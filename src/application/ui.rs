use std::io;

use anyhow::Result;
use crossterm::cursor;
use crossterm::event::DisableBracketedPaste;
use crossterm::event::DisableMouseCapture;
use crossterm::event::EnableBracketedPaste;
use crossterm::event::EnableMouseCapture;
use crossterm::terminal::disable_raw_mode;
use crossterm::terminal::enable_raw_mode;
use crossterm::terminal::EnterAlternateScreen;
use crossterm::terminal::LeaveAlternateScreen;
use ratatui::backend::CrosstermBackend;
use ratatui::prelude::*;
use ratatui::widgets::Block;
use ratatui::widgets::BorderType;
use ratatui::widgets::Borders;
use ratatui::widgets::Clear;
use ratatui::widgets::Padding;
use ratatui::widgets::Paragraph;
use ratatui::widgets::Scrollbar;
use ratatui::widgets::ScrollbarOrientation;
use ratatui::widgets::Wrap;
use ratatui::Terminal;
use tokio::sync::mpsc;

use crate::configuration::Config;
use crate::configuration::ConfigKey;
use crate::domain::models::Action;
use crate::domain::models::Event;
use crate::domain::models::Loading;
use crate::domain::models::NoticeKind;
use crate::domain::models::TextArea;
use crate::domain::services::actions::help_text;
use crate::domain::services::events::EventsService;
use crate::domain::services::AppState;
use crate::domain::services::Dashboard;
use crate::domain::services::Focus;

const ACCENT: Color = Color::Rgb(30, 136, 229);

fn insert_text(textarea: &mut tui_textarea::TextArea, text: &str, allow_newlines: bool) {
    for char in text.chars() {
        if char == '\n' || char == '\r' {
            if allow_newlines && char == '\n' {
                textarea.insert_newline();
            }
            continue;
        }
        textarea.insert_char(char);
    }
}

fn is_keypress(event: &Event) -> bool {
    return matches!(
        event,
        Event::KeyboardCharInput(_)
            | Event::KeyboardCTRLK()
            | Event::KeyboardCTRLL()
            | Event::KeyboardEnter()
            | Event::KeyboardEsc()
            | Event::KeyboardPaste(_)
    );
}

fn centered_rect(percent_x: u16, percent_y: u16, rect: Rect) -> Rect {
    let vertical = Layout::default()
        .direction(Direction::Vertical)
        .constraints(vec![
            Constraint::Percentage((100 - percent_y) / 2),
            Constraint::Percentage(percent_y),
            Constraint::Percentage((100 - percent_y) / 2),
        ])
        .split(rect);

    return Layout::default()
        .direction(Direction::Horizontal)
        .constraints(vec![
            Constraint::Percentage((100 - percent_x) / 2),
            Constraint::Percentage(percent_x),
            Constraint::Percentage((100 - percent_x) / 2),
        ])
        .split(vertical[1])[1];
}

fn render_status<B: Backend>(frame: &mut Frame<B>, rect: Rect, app_state: &AppState, model: &str) {
    let right = format!(" Model: {model} | {} ", app_state.credential_indicator());
    let layout = Layout::default()
        .direction(Direction::Horizontal)
        .constraints(vec![
            Constraint::Min(1),
            Constraint::Length(right.chars().count() as u16),
        ])
        .split(rect);

    let left = match &app_state.notice {
        Some(notice) => {
            let colour = match notice.kind {
                NoticeKind::Info => Color::Green,
                NoticeKind::Warning => Color::Yellow,
                NoticeKind::Error => Color::Red,
            };
            Span::styled(format!(" {}", notice.text), Style::default().fg(colour))
        }
        None => Span::styled(
            " Enter: send | CTRL+K: API key | CTRL+L: clear | /help | CTRL+C: quit",
            Style::default().add_modifier(Modifier::DIM),
        ),
    };

    frame.render_widget(Paragraph::new(Line::from(left)), layout[0]);
    frame.render_widget(
        Paragraph::new(right).style(Style::default().add_modifier(Modifier::DIM)),
        layout[1],
    );
}

fn render_credential<B: Backend>(
    frame: &mut Frame<B>,
    rect: Rect,
    credential_input: &tui_textarea::TextArea,
) {
    let len = credential_input
        .lines()
        .iter()
        .map(|line| return line.chars().count())
        .sum::<usize>();

    frame.render_widget(
        Paragraph::new(format!("{}▏", "•".repeat(len))).block(
            Block::default()
                .borders(Borders::ALL)
                .border_type(BorderType::Double)
                .border_style(Style::default().fg(Color::Yellow))
                .title("OpenAI API key (Enter to save, ESC to cancel)")
                .padding(Padding::new(1, 1, 0, 0)),
        ),
        rect,
    );
}

fn render_help<B: Backend>(frame: &mut Frame<B>) {
    let rect = centered_rect(70, 70, frame.size());
    frame.render_widget(Clear, rect);
    frame.render_widget(
        Paragraph::new(help_text())
            .wrap(Wrap { trim: false })
            .block(
                Block::default()
                    .borders(Borders::ALL)
                    .border_type(BorderType::Rounded)
                    .title("Help (press any key to close)")
                    .padding(Padding::new(1, 1, 1, 1)),
            ),
        rect,
    );
}

/// Draws the whole page from the current state.
fn render<B: Backend>(
    frame: &mut Frame<B>,
    app_state: &mut AppState,
    textarea: &tui_textarea::TextArea,
    credential_input: &tui_textarea::TextArea,
    model: &str,
) {
    let page = Layout::default()
        .direction(Direction::Vertical)
        .constraints(vec![
            Constraint::Length(1),
            Constraint::Min(1),
            Constraint::Length(1),
        ])
        .split(frame.size());

    frame.render_widget(
        Paragraph::new(Line::from(Span::styled(
            " Career Mind Analyst",
            Style::default().fg(ACCENT).add_modifier(Modifier::BOLD),
        ))),
        page[0],
    );

    let columns = Layout::default()
        .direction(Direction::Horizontal)
        .constraints(vec![Constraint::Percentage(60), Constraint::Percentage(40)])
        .split(page[1]);

    let chat = Layout::default()
        .direction(Direction::Vertical)
        .constraints(vec![Constraint::Min(1), Constraint::Length(4)])
        .split(columns[0]);

    let transcript_block = Block::default()
        .borders(Borders::ALL)
        .border_type(BorderType::Rounded)
        .title("Career Coaching");
    let transcript_rect = transcript_block.inner(chat[0]);
    frame.render_widget(transcript_block, chat[0]);

    if transcript_rect.width != app_state.last_known_width
        || transcript_rect.height != app_state.last_known_height
    {
        app_state.set_rect(transcript_rect);
    }

    app_state
        .bubble_list
        .render(frame, transcript_rect, app_state.scroll.position);
    frame.render_stateful_widget(
        Scrollbar::new(ScrollbarOrientation::VerticalRight),
        transcript_rect,
        &mut app_state.scroll.scrollbar_state,
    );

    if app_state.focus == Focus::Credential {
        render_credential(frame, chat[1], credential_input);
    } else if app_state.waiting_for_backend {
        Loading::default().render(frame, chat[1]);
    } else {
        frame.render_widget(textarea.widget(), chat[1]);
    }

    frame.render_widget(Dashboard::new(&app_state.session.analysis), columns[1]);
    render_status(frame, page[2], app_state, model);

    if app_state.show_help {
        render_help(frame);
    }
}

async fn start_loop<B: Backend>(
    terminal: &mut Terminal<B>,
    app_state: &mut AppState,
    tx: mpsc::UnboundedSender<Action>,
    rx: mpsc::UnboundedReceiver<Event>,
) -> Result<()> {
    let mut events = EventsService::new(rx);
    let mut textarea = TextArea::default();
    let mut credential_input = TextArea::credential();
    let model = Config::get(ConfigKey::Model);

    #[cfg(feature = "dev")]
    {
        insert_text(
            &mut textarea,
            "I'm a teacher but I love data and want more flexibility. What could I do next?",
            false,
        );
    }

    loop {
        terminal.draw(|frame| {
            render(frame, app_state, &textarea, &credential_input, &model);
        })?;

        let event = events.next().await?;

        if let Event::KeyboardCTRLC() = event {
            break;
        }

        if app_state.show_help && is_keypress(&event) {
            app_state.show_help = false;
            continue;
        }

        match event {
            Event::BackendPromptResponse(res) => {
                app_state.handle_backend_response(res);
            }
            Event::BackendError(err) => {
                app_state.handle_backend_error(&err);
            }
            Event::KeyboardCTRLK() => {
                credential_input = TextArea::credential();
                app_state.begin_credential_entry();
            }
            Event::KeyboardCTRLL() => {
                app_state.clear_history();
            }
            Event::KeyboardEsc() => {
                if app_state.focus == Focus::Credential {
                    credential_input = TextArea::credential();
                    app_state.cancel_credential_entry();
                }
            }
            Event::KeyboardPaste(text) => {
                if app_state.focus == Focus::Credential {
                    insert_text(&mut credential_input, &text, false);
                } else if !app_state.waiting_for_backend {
                    insert_text(&mut textarea, &text, true);
                }
            }
            Event::KeyboardCharInput(input) => {
                if app_state.focus == Focus::Credential {
                    credential_input.input(input);
                } else if !app_state.waiting_for_backend {
                    textarea.input(input);
                }
            }
            Event::KeyboardEnter() => {
                if app_state.focus == Focus::Credential {
                    app_state.save_credential(&credential_input.lines().join(""));
                    credential_input = TextArea::credential();
                    continue;
                }

                if app_state.waiting_for_backend {
                    continue;
                }

                let input_str = textarea.lines().join("\n");
                let (should_break, should_continue) = app_state.handle_slash_commands(&input_str);
                if should_break {
                    break;
                }
                if should_continue {
                    textarea = TextArea::default();
                    continue;
                }

                if app_state.submit(&input_str, &tx)? {
                    textarea = TextArea::default();
                }
            }
            Event::UIScrollDown() => {
                app_state.scroll.down();
            }
            Event::UIScrollUp() => {
                app_state.scroll.up();
            }
            Event::UIScrollPageDown() => {
                app_state.scroll.down_page();
            }
            Event::UIScrollPageUp() => {
                app_state.scroll.up_page();
            }
            Event::KeyboardCTRLC() | Event::UIResize() | Event::UITick() => (),
        }
    }

    return Ok(());
}

pub fn destruct_terminal_for_panic() {
    let _ = disable_raw_mode();
    let _ = crossterm::execute!(
        io::stdout(),
        LeaveAlternateScreen,
        DisableMouseCapture,
        DisableBracketedPaste
    );
    let _ = crossterm::execute!(io::stdout(), cursor::Show);
}

pub async fn start(
    tx: mpsc::UnboundedSender<Action>,
    rx: mpsc::UnboundedReceiver<Event>,
) -> Result<()> {
    let mut app_state = AppState::new(
        &Config::get(ConfigKey::OpenAiToken),
        Config::get_usize(ConfigKey::HistoryLimit)?,
    );

    let stdout = io::stdout();
    let mut stdout = stdout.lock();

    enable_raw_mode()?;
    crossterm::execute!(
        stdout,
        EnterAlternateScreen,
        EnableMouseCapture,
        EnableBracketedPaste
    )?;
    let term_backend = CrosstermBackend::new(stdout);
    let mut terminal = Terminal::new(term_backend)?;

    let res = start_loop(&mut terminal, &mut app_state, tx, rx).await;

    disable_raw_mode()?;
    crossterm::execute!(
        terminal.backend_mut(),
        LeaveAlternateScreen,
        DisableMouseCapture,
        DisableBracketedPaste
    )?;
    terminal.show_cursor()?;

    return res;
}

══════════

◆ Work item
What is needed is a word-for-word copy of the records above, from the first line through the line that contains "const ACCENT: Color".

◆ Task solution
filename src/application/ui.rs
use std::io;

use anyhow::Result;
use crossterm::cursor;
use crossterm::event::DisableBracketedPaste;
use crossterm::event::DisableMouseCapture;
use crossterm::event::EnableBracketedPaste;
use crossterm::event::EnableMouseCapture;
use crossterm::terminal::disable_raw_mode;
use crossterm::terminal::enable_raw_mode;
use crossterm::terminal::EnterAlternateScreen;
use crossterm::terminal::LeaveAlternateScreen;
use ratatui::backend::CrosstermBackend;
use ratatui::prelude::*;
use ratatui::widgets::Block;
use ratatui::widgets::BorderType;
use ratatui::widgets::Borders;
use ratatui::widgets::Clear;
use ratatui::widgets::Padding;
use ratatui::widgets::Paragraph;
use ratatui::widgets::Scrollbar;
use ratatui::widgets::ScrollbarOrientation;
use ratatui::widgets::Wrap;
use ratatui::Terminal;
use tokio::sync::mpsc;

use crate::configuration::Config;
use crate::configuration::ConfigKey;
use crate::domain::models::Action;
use crate::domain::models::Event;
use crate::domain::models::Loading;
use crate::domain::models::NoticeKind;
use crate::domain::models::TextArea;
use crate::domain::services::actions::help_text;
use crate::domain::services::events::EventsService;
use crate::domain::services::AppState;
use crate::domain::services::Dashboard;
use crate::domain::services::Focus;

const ACCENT: Color = Color::Rgb(30, 136, 229);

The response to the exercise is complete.